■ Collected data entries
——
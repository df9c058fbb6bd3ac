//! Phenotype and covariate table parser.
//!
//! Reads tab/space-delimited files with an ID column, one phenotype column
//! and any number of covariate columns. Missing entries parse as NaN.

use std::path::Path;

use anyhow::{anyhow, bail, Context, Result};
use genvar_linalg::DenseMatrix;

/// Parsed phenotype table.
#[derive(Debug, Clone)]
pub struct PhenotypeTable {
    /// Individual IDs in file order.
    pub ids: Vec<String>,
    /// Phenotype values (NaN for missing).
    pub values: Vec<f64>,
    /// covariates[i][j] = individual i, covariate j.
    pub covariates: Vec<Vec<f64>>,
    pub covariate_names: Vec<String>,
}

/// Parse a phenotype/covariate file.
pub fn parse_phenotype_file(
    path: &Path,
    pheno_col: &str,
    covar_cols: &[String],
    id_col: &str,
) -> Result<PhenotypeTable> {
    let contents = std::fs::read_to_string(path)
        .with_context(|| format!("Failed to read phenotype file: {}", path.display()))?;

    let mut lines = contents.lines();
    let header_line = lines.next().ok_or_else(|| anyhow!("Empty phenotype file"))?;
    let split = |line: &str| -> Vec<String> {
        if line.contains('\t') {
            line.split('\t').map(|s| s.trim().to_string()).collect()
        } else {
            line.split_whitespace().map(str::to_string).collect()
        }
    };

    let headers = split(header_line);
    let column = |name: &str| -> Result<usize> {
        headers
            .iter()
            .position(|h| h == name)
            .ok_or_else(|| anyhow!("Column '{}' not found in phenotype header", name))
    };
    let id_idx = column(id_col)?;
    let pheno_idx = column(pheno_col)?;
    let covar_indices = covar_cols
        .iter()
        .map(|c| column(c))
        .collect::<Result<Vec<_>>>()?;

    let mut table = PhenotypeTable {
        ids: Vec::new(),
        values: Vec::new(),
        covariates: Vec::new(),
        covariate_names: covar_cols.to_vec(),
    };

    for (line_num, line) in lines.enumerate() {
        if line.trim().is_empty() {
            continue;
        }
        let fields = split(line);
        if fields.len() <= id_idx.max(pheno_idx) {
            bail!(
                "Line {} has too few fields (expected at least {})",
                line_num + 2,
                id_idx.max(pheno_idx) + 1
            );
        }
        table.ids.push(fields[id_idx].clone());
        table.values.push(parse_value(&fields[pheno_idx]));
        table.covariates.push(
            covar_indices
                .iter()
                .map(|&ci| fields.get(ci).map_or(f64::NAN, |s| parse_value(s)))
                .collect(),
        );
    }

    Ok(table)
}

/// Parse a string value to f64, treating NA/missing as NaN.
fn parse_value(s: &str) -> f64 {
    match s {
        "NA" | "na" | "Na" | "." | "" | "-" | "NaN" | "nan" => f64::NAN,
        _ => s.parse().unwrap_or(f64::NAN),
    }
}

impl PhenotypeTable {
    /// Rows with a phenotype and every covariate present.
    pub fn complete_rows(&self) -> Vec<usize> {
        (0..self.ids.len())
            .filter(|&i| {
                !self.values[i].is_nan() && self.covariates[i].iter().all(|c| !c.is_nan())
            })
            .collect()
    }

    /// Intercept + covariates for `rows`, in that order.
    pub fn design_matrix(&self, rows: &[usize]) -> DenseMatrix {
        let p = self.covariate_names.len() + 1;
        DenseMatrix::from_fn(rows.len(), p, |i, j| {
            if j == 0 {
                1.0
            } else {
                self.covariates[rows[i]][j - 1]
            }
        })
    }

    /// Phenotype values for `rows`.
    pub fn values_at(&self, rows: &[usize]) -> Vec<f64> {
        rows.iter().map(|&i| self.values[i]).collect()
    }
}

#[cfg(test)]
mod tests {
    use super::*;
    use std::io::Write;

    #[test]
    fn test_parse_value() {
        assert_eq!(parse_value("1.5"), 1.5);
        assert!(parse_value("NA").is_nan());
        assert!(parse_value(".").is_nan());
    }

    #[test]
    fn test_parse_and_design() {
        let dir = tempfile::tempdir().unwrap();
        let path = dir.path().join("pheno.tsv");
        let mut f = std::fs::File::create(&path).unwrap();
        writeln!(f, "IID\ty\tage").unwrap();
        writeln!(f, "S1\t1.5\t45").unwrap();
        writeln!(f, "S2\tNA\t50").unwrap();
        writeln!(f, "S3\t-0.5\t55").unwrap();

        let table = parse_phenotype_file(&path, "y", &["age".to_string()], "IID").unwrap();
        assert_eq!(table.ids, vec!["S1", "S2", "S3"]);
        assert!(table.values[1].is_nan());

        let rows = table.complete_rows();
        assert_eq!(rows, vec![0, 2]);
        let x = table.design_matrix(&rows);
        assert_eq!(x.ncols(), 2);
        assert_eq!(x.col(0), vec![1.0, 1.0]);
        assert_eq!(x.col(1), vec![45.0, 55.0]);
        assert_eq!(table.values_at(&rows), vec![1.5, -0.5]);
    }

    #[test]
    fn test_missing_column_is_an_error() {
        let dir = tempfile::tempdir().unwrap();
        let path = dir.path().join("pheno.txt");
        std::fs::write(&path, "IID y\nS1 1\n").unwrap();
        assert!(parse_phenotype_file(&path, "height", &[], "IID").is_err());
    }
}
——
■ EXERCISE PROMPT
Exactly as they appear above, write out all of the lines.

■ EXERCISE RESPONSE
repository df9c058fbb6bd3ac
//! Phenotype and covariate table parser.
//!
//! Reads tab/space-delimited files with an ID column, one phenotype column
//! and any number of covariate columns. Missing entries parse as NaN.

use std::path::Path;

use anyhow::{anyhow, bail, Context, Result};
use genvar_linalg::DenseMatrix;

/// Parsed phenotype table.
#[derive(Debug, Clone)]
pub struct PhenotypeTable {
    /// Individual IDs in file order.
    pub ids: Vec<String>,
    /// Phenotype values (NaN for missing).
    pub values: Vec<f64>,
    /// covariates[i][j] = individual i, covariate j.
    pub covariates: Vec<Vec<f64>>,
    pub covariate_names: Vec<String>,
}

/// Parse a phenotype/covariate file.
pub fn parse_phenotype_file(
    path: &Path,
    pheno_col: &str,
    covar_cols: &[String],
    id_col: &str,
) -> Result<PhenotypeTable> {
    let contents = std::fs::read_to_string(path)
        .with_context(|| format!("Failed to read phenotype file: {}", path.display()))?;

    let mut lines = contents.lines();
    let header_line = lines.next().ok_or_else(|| anyhow!("Empty phenotype file"))?;
    let split = |line: &str| -> Vec<String> {
        if line.contains('\t') {
            line.split('\t').map(|s| s.trim().to_string()).collect()
        } else {
            line.split_whitespace().map(str::to_string).collect()
        }
    };

    let headers = split(header_line);
    let column = |name: &str| -> Result<usize> {
        headers
            .iter()
            .position(|h| h == name)
            .ok_or_else(|| anyhow!("Column '{}' not found in phenotype header", name))
    };
    let id_idx = column(id_col)?;
    let pheno_idx = column(pheno_col)?;
    let covar_indices = covar_cols
        .iter()
        .map(|c| column(c))
        .collect::<Result<Vec<_>>>()?;

    let mut table = PhenotypeTable {
        ids: Vec::new(),
        values: Vec::new(),
        covariates: Vec::new(),
        covariate_names: covar_cols.to_vec(),
    };

    for (line_num, line) in lines.enumerate() {
        if line.trim().is_empty() {
            continue;
        }
        let fields = split(line);
        if fields.len() <= id_idx.max(pheno_idx) {
            bail!(
                "Line {} has too few fields (expected at least {})",
                line_num + 2,
                id_idx.max(pheno_idx) + 1
            );
        }
        table.ids.push(fields[id_idx].clone());
        table.values.push(parse_value(&fields[pheno_idx]));
        table.covariates.push(
            covar_indices
                .iter()
                .map(|&ci| fields.get(ci).map_or(f64::NAN, |s| parse_value(s)))
                .collect(),
        );
    }

    Ok(table)
}

/// Parse a string value to f64, treating NA/missing as NaN.
fn parse_value(s: &str) -> f64 {
    match s {
        "NA" | "na" | "Na" | "." | "" | "-" | "NaN" | "nan" => f64::NAN,
        _ => s.parse().unwrap_or(f64::NAN),
    }
}

impl PhenotypeTable {
    /// Rows with a phenotype and every covariate present.
    pub fn complete_rows(&self) -> Vec<usize> {
        (0..self.ids.len())
            .filter(|&i| {
                !self.values[i].is_nan() && self.covariates[i].iter().all(|c| !c.is_nan())
            })
            .collect()
    }

    /// Intercept + covariates for `rows`, in that order.
    pub fn design_matrix(&self, rows: &[usize]) -> DenseMatrix {
        let p = self.covariate_names.len() + 1;
        DenseMatrix::from_fn(rows.len(), p, |i, j| {
            if j == 0 {
                1.0
            } else {
                self.covariates[rows[i]][j - 1]
            }
        })
    }

    /// Phenotype values for `rows`.
    pub fn values_at(&self, rows: &[usize]) -> Vec<f64> {
        rows.iter().map(|&i| self.values[i]).collect()
    }
}

#[cfg(test)]
mod tests {
    use super::*;
    use std::io::Write;

    #[test]
    fn test_parse_value() {
        assert_eq!(parse_value("1.5"), 1.5);
        assert!(parse_value("NA").is_nan());
        assert!(parse_value(".").is_nan());
    }

    #[test]
    fn test_parse_and_design() {
        let dir = tempfile::tempdir().unwrap();
        let path = dir.path().join("pheno.tsv");
        let mut f = std::fs::File::create(&path).unwrap();
        writeln!(f, "IID\ty\tage").unwrap();
        writeln!(f, "S1\t1.5\t45").unwrap();
        writeln!(f, "S2\tNA\t50").unwrap();
        writeln!(f, "S3\t-0.5\t55").unwrap();

        let table = parse_phenotype_file(&path, "y", &["age".to_string()], "IID").unwrap();
        assert_eq!(table.ids, vec!["S1", "S2", "S3"]);
        assert!(table.values[1].is_nan());

        let rows = table.complete_rows();
        assert_eq!(rows, vec![0, 2]);
        let x = table.design_matrix(&rows);
        assert_eq!(x.ncols(), 2);
        assert_eq!(x.col(0), vec![1.0, 1.0]);
        assert_eq!(x.col(1), vec![45.0, 55.0]);
        assert_eq!(table.values_at(&rows), vec![1.5, -0.5]);
    }

    #[test]
    fn test_missing_column_is_an_error() {
        let dir = tempfile::tempdir().unwrap();
        let path = dir.path().join("pheno.txt");
        std::fs::write(&path, "IID y\nS1 1\n").unwrap();
        assert!(parse_phenotype_file(&path, "height", &[], "IID").is_err());
    }
}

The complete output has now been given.